Cinco razones por las que a México le conviene tener tropas de EEUU

Con la Iniciativa Mérida que firmaron Bush y Calderón en 2008, soldados estadounidenses han ingresado a territorio mexicano para capacitar a los militares mexicanos en la lucha contra el narco
Cinco razones por las que a México le conviene tener tropas de EEUU
Soldado estadounidense
Foto: /Lucas Jackson, pool / EFE/Archivo

MÉXICO – No es novedad que Estados Unidos envíe militares a México. Y no sólo soldados  sino también agentes del FBI, de la DEA, del ICE o ATF que cuentan con sus respectivas sillas en la embajada y los consulados de este país para empujar diversos proyectos relacionados con la seguridad y el combate frontal a criminales o “bad hombres”, como los llamaría el presidente Donald Trump en una conversación en la que supuestamente amenazó a su homólogo Peña Nieto de enviar tropas de su país.

Desde 2008, cuando los entonces mandatarios Felipe Calderón y George Bush firmaron la Iniciativa Mérida, un ir y venir de soldados estadounidenses han sido registrados por el Departamento de la Defensa para capacitar, adiestrar y proporcionar infraestructura a sus pares mexicanos con aceptación de los congresos de ambos  países donde se reconoció al  menos cinco ventajas.

  1. EEUU pone la plata

EEUU ha inyectado en infraestructura, equipo y capacitaciones de miles de funcionarios mexicanos un presupuesto de casi 2,000 millones de dólares en casi una década para mejorar instalaciones, inteligencia y tácticas. El presupuesto mexicano, en cambio, ha sido de alrededor de 15 millones de dólares y en el último año el legislativo recortó dinero para el principal sistema de recopilación de información de todo el país: “la Plataforma México”.

“A los estadounidenses les conviene que México no tenga problemas de seguridad para evitar la emigración y el tráfico de drogas”, observa Samantha Guardiola, analista de seguridad y catedrática del Instituto de Postgrado en Ciencias Penales. “De alguna manera es una inversión también para ellos”.

2. Los policías mexicanos necesitan entrenamiento

Al inicio de la cooperación abierta a través de la Iniciativa Mérida,  el 90% de la policía mexicana no estaba acreditada como confiable; actualmente el nivel de agentes que aprobaron las pruebas de control de confianza es del 50%, pero todavía falta la mitad para lograr tener un cuerpo policiaco listo para suplir al ejército que continúa en las calles sin una regulación legal.
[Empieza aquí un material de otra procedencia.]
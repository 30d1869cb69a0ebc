//! OS keyboard hook for the push-to-talk and cancel keys.
//!
//! The hook is `rdev::listen`, which takes over whatever thread it runs on
//! and never returns, so [`HotkeyListener::start`] parks it on a thread of
//! its own.  The callback does exactly one thing per key event: publish a
//! timestamped [`HotkeyEvent`] to the bus.  The controller reacts on the
//! worker pool, which means a slow engine can never back pressure into the
//! OS event hook — the hook's cost per event is one channel send.
//!
//! There is no way to unhook rdev, so [`Drop`] flips a stop flag instead of
//! tearing anything down: the thread stays parked inside `listen` discarding
//! events until the process exits.  It holds no resources worth reclaiming
//! and burns no CPU while blocked.

use std::sync::{
    atomic::{AtomicBool, Ordering},
    Arc,
};
use std::time::Instant;

use crate::events::{EventBus, HotkeyEvent};

// ---------------------------------------------------------------------------
// HotkeyListener
// ---------------------------------------------------------------------------

/// Handle to the running listener thread.
///
/// Built by [`HotkeyListener::start`]; dropping it silences the hook (see
/// the module docs for why the thread itself outlives the handle).
pub struct HotkeyListener {
    /// Shared stop flag — set `true` on [`Drop`].
    stop: Arc<AtomicBool>,
    /// Keeps the thread owned rather than detached; never joined, since the
    /// rdev loop never ends.
    _thread: std::thread::JoinHandle<()>,
}

impl HotkeyListener {
    /// Spawn the listener thread.
    ///
    /// * `push_to_talk` — publishes [`HotkeyEvent::Pressed`] /
    ///   [`HotkeyEvent::Released`] on key down/up.  Key-repeat presses while
    ///   held are suppressed.
    /// * `cancel` — optional key publishing [`HotkeyEvent::CancelRequested`].
    /// * `bus` — where events land; subscribers run elsewhere.
    ///
    /// # Panics
    ///
    /// Panics if the OS refuses to create the thread (extremely unlikely).
    pub fn start(push_to_talk: rdev::Key, cancel: Option<rdev::Key>, bus: EventBus) -> Self {
        let stop = Arc::new(AtomicBool::new(false));
        let stop_clone = Arc::clone(&stop);

        let thread = std::thread::Builder::new()
            .name("hotkey-listener".into())
            .spawn(move || {
                // Key-repeat guard: most platforms re-fire KeyPress while a
                // key is held.
                let mut held = false;

                let result = rdev::listen(move |event| {
                    if stop_clone.load(Ordering::Relaxed) {
                        return;
                    }

                    match event.event_type {
                        rdev::EventType::KeyPress(k) if k == push_to_talk => {
                            if !held {
                                held = true;
                                bus.publish_hotkey(HotkeyEvent::Pressed { at: Instant::now() });
                            }
                        }
                        rdev::EventType::KeyRelease(k) if k == push_to_talk => {
                            held = false;
                            bus.publish_hotkey(HotkeyEvent::Released { at: Instant::now() });
                        }
                        rdev::EventType::KeyPress(k) if Some(k) == cancel => {
                            bus.publish_hotkey(HotkeyEvent::CancelRequested {
                                at: Instant::now(),
                            });
                        }
                        _ => {}
                    }
                });

                if let Err(e) = result {
                    log::error!("hotkey-listener: rdev::listen exited with error: {e:?}");
                }
            })
            .expect("failed to spawn hotkey-listener thread");

        Self {
            stop,
            _thread: thread,
        }
    }
}

impl Drop for HotkeyListener {
    /// Silence the hook; the parked thread keeps discarding events.
    fn drop(&mut self) {
        self.stop.store(true, Ordering::Relaxed);
    }
}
En los estados de Puebla y Querétaro, EEUU mantiene personal de entrenamiento que permanecen en pie a pesar de protestas de algunos pobladores.

3. Los militares y agentes de EEUU tienen mejor capacitación

En 2015, el vocero del Pentágono, William Gortney hizo público que la institución había invertido 60 millones de dólares en capacitar soldados y marinos mexicanos a través de 7,678 cursos.

Las enseñanzas fueron diseñadas para formar francotiradores, ingenieros submarinos, buzos de infiltración, paracaidistas, expertos en explosivos, médicos de combate, análisis de inteligencia, análisis geoespacial y reacción rápida, según quedó constancia en documentos del Pentágono.

4. Tecnología de punta

Estados Unidos provee a México de los más modernos de sistemas de rastreo de internet, espionaje de teléfonos móviles  así como softwares para controlar a distancia computadoras y detectar contraseñas para minar el control del poder los narcotraficantes incluyendo rastreo de aeronaves y vehículos anfibios y por tierra, según ha reconocido la Secretaría de la Defensa Nacional y la Secretaría de la Marina.

5. Mejora del sistema de justicia

El sistema de transferencia de recursos a México está diseñado para funcionar en especie o capacitaciones, no en dinero efectivo como un mecanismo contra el mal uso que pudieran dar algunas autoridades mexicanas acostumbradas a manipular los recursos públicos hacia sus bolsillos privados, pero EEUU también ha condicionado al gobierno mexicano a modernizar su sistema de justicia y derechos humanos.En 2015 retuvo los fondos por 2.4 millones de dólares ante la falta de avances en el tema y un año después consideró que hubo mejoras, por lo menos en el papel.

“Aunque el acuerdo es de capacitación, no de supervisión, si hay cierta presión”, observa José Fernández Santillán, analista del Instituto Tecnológico y de Estudios Superiores de Monterrey.